# STORED DATA
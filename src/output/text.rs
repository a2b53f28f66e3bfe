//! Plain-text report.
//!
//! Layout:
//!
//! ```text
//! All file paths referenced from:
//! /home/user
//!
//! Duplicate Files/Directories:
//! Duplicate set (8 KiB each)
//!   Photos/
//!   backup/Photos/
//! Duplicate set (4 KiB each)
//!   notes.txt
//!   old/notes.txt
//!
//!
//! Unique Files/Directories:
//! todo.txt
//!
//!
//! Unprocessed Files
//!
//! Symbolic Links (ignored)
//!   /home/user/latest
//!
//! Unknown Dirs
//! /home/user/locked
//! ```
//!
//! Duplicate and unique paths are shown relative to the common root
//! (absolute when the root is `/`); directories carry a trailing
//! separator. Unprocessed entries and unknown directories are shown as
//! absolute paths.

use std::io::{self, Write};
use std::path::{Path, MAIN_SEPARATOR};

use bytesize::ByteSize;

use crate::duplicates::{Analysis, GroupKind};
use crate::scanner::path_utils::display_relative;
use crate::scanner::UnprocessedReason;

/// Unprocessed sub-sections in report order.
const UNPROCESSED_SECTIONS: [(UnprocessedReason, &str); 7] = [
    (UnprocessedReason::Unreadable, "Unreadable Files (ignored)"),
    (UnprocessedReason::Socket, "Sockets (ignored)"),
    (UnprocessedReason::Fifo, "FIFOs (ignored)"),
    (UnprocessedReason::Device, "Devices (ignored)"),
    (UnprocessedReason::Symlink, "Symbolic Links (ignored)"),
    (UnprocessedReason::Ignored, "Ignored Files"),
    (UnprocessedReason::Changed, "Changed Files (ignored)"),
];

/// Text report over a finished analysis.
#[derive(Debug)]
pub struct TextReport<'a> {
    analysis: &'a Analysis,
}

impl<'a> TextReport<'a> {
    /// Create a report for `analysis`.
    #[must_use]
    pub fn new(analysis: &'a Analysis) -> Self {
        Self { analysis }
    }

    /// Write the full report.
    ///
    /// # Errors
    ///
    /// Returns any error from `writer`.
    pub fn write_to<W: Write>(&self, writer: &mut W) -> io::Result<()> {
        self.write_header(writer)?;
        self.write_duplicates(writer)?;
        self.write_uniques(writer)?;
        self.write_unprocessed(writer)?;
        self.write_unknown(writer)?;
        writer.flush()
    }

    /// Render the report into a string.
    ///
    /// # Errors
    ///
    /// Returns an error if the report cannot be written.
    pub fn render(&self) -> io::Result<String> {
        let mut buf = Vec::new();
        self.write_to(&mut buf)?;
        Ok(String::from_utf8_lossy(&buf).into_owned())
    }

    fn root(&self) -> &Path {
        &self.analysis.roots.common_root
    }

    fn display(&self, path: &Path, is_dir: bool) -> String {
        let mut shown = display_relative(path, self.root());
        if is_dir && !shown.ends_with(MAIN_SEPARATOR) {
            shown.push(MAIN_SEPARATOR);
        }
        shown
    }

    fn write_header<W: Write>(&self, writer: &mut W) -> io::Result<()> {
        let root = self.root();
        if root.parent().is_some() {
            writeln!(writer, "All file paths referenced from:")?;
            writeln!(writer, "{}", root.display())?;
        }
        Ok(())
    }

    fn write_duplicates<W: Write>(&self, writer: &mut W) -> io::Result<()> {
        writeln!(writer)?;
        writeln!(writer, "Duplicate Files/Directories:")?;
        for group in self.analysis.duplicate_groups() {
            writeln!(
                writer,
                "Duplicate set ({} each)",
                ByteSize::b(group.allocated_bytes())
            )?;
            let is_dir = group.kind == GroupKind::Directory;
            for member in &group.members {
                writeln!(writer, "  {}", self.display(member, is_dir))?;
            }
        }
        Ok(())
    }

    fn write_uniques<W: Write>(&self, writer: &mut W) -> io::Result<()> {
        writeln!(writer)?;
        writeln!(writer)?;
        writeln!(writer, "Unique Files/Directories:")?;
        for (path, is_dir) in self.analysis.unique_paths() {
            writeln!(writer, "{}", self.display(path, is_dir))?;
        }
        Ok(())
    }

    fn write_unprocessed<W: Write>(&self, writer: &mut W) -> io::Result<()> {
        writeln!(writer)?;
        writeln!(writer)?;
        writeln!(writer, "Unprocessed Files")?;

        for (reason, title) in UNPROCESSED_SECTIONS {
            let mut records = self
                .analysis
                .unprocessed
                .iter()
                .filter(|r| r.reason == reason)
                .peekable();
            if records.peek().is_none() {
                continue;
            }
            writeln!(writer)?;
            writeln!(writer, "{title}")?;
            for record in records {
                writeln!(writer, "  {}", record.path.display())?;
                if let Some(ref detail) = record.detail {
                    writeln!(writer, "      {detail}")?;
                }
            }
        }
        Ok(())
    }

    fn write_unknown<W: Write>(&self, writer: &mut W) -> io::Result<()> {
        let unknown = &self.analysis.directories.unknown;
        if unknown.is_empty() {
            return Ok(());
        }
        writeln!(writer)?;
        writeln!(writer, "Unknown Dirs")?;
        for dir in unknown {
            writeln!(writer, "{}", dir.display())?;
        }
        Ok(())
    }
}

---

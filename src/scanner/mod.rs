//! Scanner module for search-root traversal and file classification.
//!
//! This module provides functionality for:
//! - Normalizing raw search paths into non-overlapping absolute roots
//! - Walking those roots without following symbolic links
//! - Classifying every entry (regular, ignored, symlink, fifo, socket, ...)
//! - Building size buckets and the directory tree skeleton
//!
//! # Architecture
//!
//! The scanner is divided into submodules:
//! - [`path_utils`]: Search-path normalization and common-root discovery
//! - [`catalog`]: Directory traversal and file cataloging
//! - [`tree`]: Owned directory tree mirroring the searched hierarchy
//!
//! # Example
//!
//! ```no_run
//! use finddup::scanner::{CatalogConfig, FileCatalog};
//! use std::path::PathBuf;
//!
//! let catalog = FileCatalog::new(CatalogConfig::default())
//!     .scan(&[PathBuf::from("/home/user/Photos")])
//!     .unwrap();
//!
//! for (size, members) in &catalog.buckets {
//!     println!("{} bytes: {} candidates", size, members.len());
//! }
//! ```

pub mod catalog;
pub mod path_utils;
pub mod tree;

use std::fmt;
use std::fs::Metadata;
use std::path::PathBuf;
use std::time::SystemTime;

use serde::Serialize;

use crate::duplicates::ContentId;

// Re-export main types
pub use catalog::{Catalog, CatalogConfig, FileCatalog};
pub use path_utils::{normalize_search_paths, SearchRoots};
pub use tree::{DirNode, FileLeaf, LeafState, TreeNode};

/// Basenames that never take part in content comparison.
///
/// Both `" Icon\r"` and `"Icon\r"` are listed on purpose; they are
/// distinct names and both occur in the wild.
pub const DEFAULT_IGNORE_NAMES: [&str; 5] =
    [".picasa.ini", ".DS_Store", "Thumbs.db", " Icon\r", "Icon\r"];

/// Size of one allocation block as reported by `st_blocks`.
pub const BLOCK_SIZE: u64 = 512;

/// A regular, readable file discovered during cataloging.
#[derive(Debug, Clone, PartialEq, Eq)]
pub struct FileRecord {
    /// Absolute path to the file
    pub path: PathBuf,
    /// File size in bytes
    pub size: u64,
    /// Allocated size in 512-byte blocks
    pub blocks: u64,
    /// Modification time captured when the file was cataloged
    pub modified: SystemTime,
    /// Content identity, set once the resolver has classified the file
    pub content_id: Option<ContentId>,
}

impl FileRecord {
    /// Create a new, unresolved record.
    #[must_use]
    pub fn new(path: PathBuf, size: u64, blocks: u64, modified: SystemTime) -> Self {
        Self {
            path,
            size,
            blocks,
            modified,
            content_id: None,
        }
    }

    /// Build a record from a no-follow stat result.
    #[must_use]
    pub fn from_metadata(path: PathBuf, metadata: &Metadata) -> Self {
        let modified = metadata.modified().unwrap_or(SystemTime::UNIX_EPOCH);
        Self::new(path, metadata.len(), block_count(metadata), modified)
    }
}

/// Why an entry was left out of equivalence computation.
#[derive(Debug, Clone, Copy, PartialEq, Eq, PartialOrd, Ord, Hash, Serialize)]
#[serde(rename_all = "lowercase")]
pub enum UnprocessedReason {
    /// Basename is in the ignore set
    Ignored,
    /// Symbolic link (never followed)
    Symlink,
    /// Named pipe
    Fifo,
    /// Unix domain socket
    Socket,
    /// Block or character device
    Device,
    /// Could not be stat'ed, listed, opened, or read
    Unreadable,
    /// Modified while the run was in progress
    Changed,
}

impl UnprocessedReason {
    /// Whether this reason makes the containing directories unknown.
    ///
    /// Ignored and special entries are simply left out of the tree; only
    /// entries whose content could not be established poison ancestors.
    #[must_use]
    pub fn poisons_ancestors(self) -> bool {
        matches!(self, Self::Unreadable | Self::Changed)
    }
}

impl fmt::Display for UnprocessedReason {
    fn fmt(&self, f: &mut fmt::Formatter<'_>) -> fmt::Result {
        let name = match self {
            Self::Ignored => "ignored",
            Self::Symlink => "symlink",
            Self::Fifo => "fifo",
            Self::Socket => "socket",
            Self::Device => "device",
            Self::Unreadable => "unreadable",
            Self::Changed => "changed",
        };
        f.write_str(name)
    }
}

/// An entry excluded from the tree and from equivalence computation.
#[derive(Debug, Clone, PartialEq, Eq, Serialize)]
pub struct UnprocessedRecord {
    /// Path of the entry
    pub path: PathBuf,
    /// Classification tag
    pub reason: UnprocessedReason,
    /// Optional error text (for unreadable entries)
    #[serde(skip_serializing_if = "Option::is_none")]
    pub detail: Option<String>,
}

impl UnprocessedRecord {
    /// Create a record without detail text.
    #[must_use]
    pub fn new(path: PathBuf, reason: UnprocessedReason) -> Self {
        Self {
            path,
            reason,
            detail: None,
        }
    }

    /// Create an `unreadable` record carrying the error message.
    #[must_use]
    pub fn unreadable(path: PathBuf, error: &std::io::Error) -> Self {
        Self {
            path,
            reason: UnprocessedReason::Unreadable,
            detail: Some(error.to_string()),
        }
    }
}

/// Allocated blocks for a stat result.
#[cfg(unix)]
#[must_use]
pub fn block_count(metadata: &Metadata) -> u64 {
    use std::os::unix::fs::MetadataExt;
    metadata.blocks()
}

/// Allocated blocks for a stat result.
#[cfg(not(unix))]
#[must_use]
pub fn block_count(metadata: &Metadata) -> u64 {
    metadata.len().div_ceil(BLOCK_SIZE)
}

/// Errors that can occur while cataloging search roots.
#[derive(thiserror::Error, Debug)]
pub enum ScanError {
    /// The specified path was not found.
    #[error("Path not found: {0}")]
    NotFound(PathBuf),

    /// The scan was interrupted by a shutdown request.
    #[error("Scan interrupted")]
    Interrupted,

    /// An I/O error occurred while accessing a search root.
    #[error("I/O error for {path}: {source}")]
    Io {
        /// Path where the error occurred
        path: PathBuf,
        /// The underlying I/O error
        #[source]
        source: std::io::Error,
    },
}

* * *

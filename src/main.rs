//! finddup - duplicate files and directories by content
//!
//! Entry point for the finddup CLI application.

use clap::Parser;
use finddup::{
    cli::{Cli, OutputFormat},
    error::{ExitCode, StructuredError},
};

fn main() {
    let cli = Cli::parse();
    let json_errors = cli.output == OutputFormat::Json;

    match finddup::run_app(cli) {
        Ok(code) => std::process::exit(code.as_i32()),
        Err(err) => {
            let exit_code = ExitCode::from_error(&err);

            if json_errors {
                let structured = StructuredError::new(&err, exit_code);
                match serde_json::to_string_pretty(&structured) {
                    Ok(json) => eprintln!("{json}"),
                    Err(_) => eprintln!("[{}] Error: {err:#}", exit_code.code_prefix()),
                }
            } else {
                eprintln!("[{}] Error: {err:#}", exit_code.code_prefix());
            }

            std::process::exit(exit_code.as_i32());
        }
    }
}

# EXERCISE DESCRIPTION
When a line in the data contains "Create", return it as written.

# TASK OUTPUT
    /// Create a report for `analysis`.
    /// Create a new, unresolved record.
    /// Create a record without detail text.
    /// Create an `unreadable` record carrying the error message.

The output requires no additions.